The Fd is a little more forgiving with flooding if you allow the AWS (accelerated warm-up system) to do its thing. When you start the car the 1st thing that happens is the rpms quickly jump to 3k to warm up the cat. Mazda does this for emissions reasons. Most guys here will blip the throttle to cancel out the feature because they think it's doing internal damage. I'm here to tell you it doesn't as I used that feature every time I started my fd. My original engine lasted over 100,000 miles and only blew because I over boosted it by accident. After tearing if down, all my bearings and non blown housings and wear were perfectly reusable. Hell at that mileage, I still had enough compression on ONE rotor to start the engine and still drive the car 10 miles back to my shop. So anyone thinking AWS is nonsense, here's your reality check.

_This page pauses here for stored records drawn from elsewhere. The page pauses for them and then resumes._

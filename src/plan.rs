//! The migration planner (§4.3 steps 1-5): merges applied state, resolves
//! dependencies, promotes phase content to satisfy them, and composes the ordered
//! per-phase apply lists.

use crate::connection::AppliedMigrationRow;
use crate::error::MigrationError;
use crate::migration::{sort_migrations, Migration, Phase};

/// Per-phase ordered apply lists for one (target, session) pair. Migrations are
/// referenced by index into the `migrations` slice passed to [`build_plan`] (and
/// returned, since merging applied state can append "missing" migrations).
#[derive(Debug, Clone, Default)]
pub struct MigrationPlan {
    /// Migrations whose own `Pre` content is due to run in the `Pre` pass.
    pub pre: Vec<usize>,
    /// `(migration, authoredPhase)` pairs due to run in the `Core` pass; `authoredPhase`
    /// is `Pre` or `Core` depending on whether the content was promoted.
    pub core: Vec<(usize, Phase)>,
    /// Migrations with content (own `Post`, or promoted from an earlier phase) due to
    /// run in the `Post` pass.
    pub post: Vec<usize>,
}

impl MigrationPlan {
    pub fn is_core_required(&self, migrations: &[Migration]) -> bool {
        self.core.iter().any(|(i, p)| migrations[*i].content(*p).is_required)
    }

    /// `IsEmpty(phase)` ignores pseudo-migrations (§4.3 step 5).
    pub fn is_empty(&self, phase: Phase, migrations: &[Migration]) -> bool {
        match phase {
            Phase::Pre => self.pre.iter().all(|&i| migrations[i].is_pseudo()),
            Phase::Core => self.core.iter().all(|&(i, _)| migrations[i].is_pseudo()),
            Phase::Post => self.post.iter().all(|&i| migrations[i].is_pseudo()),
        }
    }
}

/// Builds a plan against `migrations` (discovered and loaded, not yet sorted against
/// applied state) and `applied` (externally fetched rows). `migrations` may grow:
/// applied rows with no matching discovered migration become synthetic "missing"
/// entries.
pub fn build_plan(migrations: &mut Vec<Migration>, applied: &[AppliedMigrationRow]) -> Result<MigrationPlan, MigrationError> {
    merge_applied_state(migrations, applied);
    sort_migrations(migrations);
    resolve_dependencies(migrations)?;
    compute_planned_phases(migrations)?;
    Ok(compose_plan(migrations))
}

fn merge_applied_state(migrations: &mut Vec<Migration>, applied: &[AppliedMigrationRow]) {
    for row in applied {
        if let Some(m) = migrations.iter_mut().find(|m| m.name().eq_ignore_ascii_case(&row.name)) {
            m.set_has_changed(m.hash() != row.hash);
            m.set_state(row.state());
        } else {
            migrations.push(Migration::missing(row.name.clone(), row.hash.clone(), row.state()));
        }
    }
}

fn resolve_dependencies(migrations: &mut [Migration]) -> Result<(), MigrationError> {
    for i in 0..migrations.len() {
        let depends = migrations[i].depends().to_vec();
        let mut resolved = Vec::with_capacity(depends.len());
        for dep_name in &depends {
            if migrations[i].name().eq_ignore_ascii_case(dep_name) {
                return Err(MigrationError::SelfDependency { migration: migrations[i].name().to_string() });
            }
            let idx = migrations.iter().position(|m| m.name().eq_ignore_ascii_case(dep_name));
            let idx = match idx {
                Some(idx) => idx,
                None => {
                    return Err(MigrationError::UnresolvedDependency {
                        migration: migrations[i].name().to_string(),
                        dependency: dep_name.clone(),
                    })
                }
            };
            // Migrations are sorted by MigrationComparer at this point: an index
            // greater than `i` means the dependency sorts after the dependent.
            if idx > i {
                return Err(MigrationError::ForwardDependency {
                    migration: migrations[i].name().to_string(),
                    dependency: dep_name.clone(),
                });
            }
            resolved.push(idx);
        }
        migrations[i].set_resolved_depends(resolved);
    }
    Ok(())
}

fn rank(phase: Phase) -> u8 {
    match phase {
        Phase::Pre => 0,
        Phase::Core => 1,
        Phase::Post => 2,
    }
}

/// Iterates to a fixpoint promoting each migration's per-phase content so it runs no
/// earlier than any not-yet-applied dependency content at or after its own phase
/// (§4.3 step 3). Promotion is monotone: a phase only ever moves later.
fn compute_planned_phases(migrations: &mut [Migration]) -> Result<(), MigrationError> {
    for m in migrations.iter_mut() {
        for p in Phase::ALL {
            if !m.content(p).is_empty() && !m.is_applied_through(p) {
                m.content_mut(p).planned_phase = Some(p);
            }
        }
    }

    let mut changed = true;
    while changed {
        changed = false;
        for i in 0..migrations.len() {
            let deps = migrations[i].resolved_depends().to_vec();
            for p in Phase::ALL {
                if migrations[i].content(p).is_empty() {
                    continue;
                }
                let current = match migrations[i].content(p).planned_phase {
                    Some(c) => c,
                    None => continue, // already applied through this phase; nothing to promote
                };
                let mut target = current;
                for &d in &deps {
                    let dep = &migrations[d];
                    for p2 in Phase::ALL {
                        if dep.content(p2).is_empty() || dep.is_applied_through(p2) {
                            continue;
                        }
                        if rank(p2) >= rank(p) && rank(p2) > rank(target) {
                            target = p2;
                        }
                    }
                }
                if target != current {
                    if migrations[i].is_applied_through(target) {
                        return Err(MigrationError::Incomplete {
                            migration: migrations[i].name().to_string(),
                            phase: target,
                        });
                    }
                    migrations[i].content_mut(p).planned_phase = Some(target);
                    changed = true;
                }
            }
        }
    }
    Ok(())
}

fn compose_plan(migrations: &[Migration]) -> MigrationPlan {
    let mut pre = Vec::new();
    let mut core = Vec::new();
    let mut post = Vec::new();

    for (i, m) in migrations.iter().enumerate() {
        if m.is_missing() {
            continue;
        }
        let mut in_pre = false;
        let mut in_post = false;
        for p in Phase::ALL {
            let content = m.content(p);
            if content.is_empty() {
                continue;
            }
            match content.planned_phase {
                Some(Phase::Pre) => in_pre = true,
                Some(Phase::Core) => core.push((i, p)),
                Some(Phase::Post) => in_post = true,
                None => {}
            }
        }
        if in_pre {
            pre.push(i);
        }
        if in_post {
            post.push(i);
        }
    }

    MigrationPlan { pre, core, post }
}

Anyways, that feature has a side benefit that most don't realize. When the engine revs to 3k like that for those few seconds, it's also heating up the combustion chamber ALOT faster. During cold starts we often forget how much fuel is dumped into the combustion chamber for start up. Well rotary's have a really long combustion chamber so it naturally takes longer to heat up. Not to menchion you also have a 10lb chunk of iron rotating 1/3 the speed of the e-shaft that has 3 sides to heat up. Knowing this, I NEVER let it sit and idle to warm up. That does nothing but let all that unburnt fuel coat and slowly foul the plugs from the lack of heat in the combustion chamber and build up carbon deposits. You need heat to slow down the carbon build up and plug fouling/flooding process. You will notice the engine running smoother and misfiring less after AWS. Start you car, let the AWS do it's thing and once the idle settles, go drive the car. The faster you heat up the engine, the better. Just take it easy! That's what I did.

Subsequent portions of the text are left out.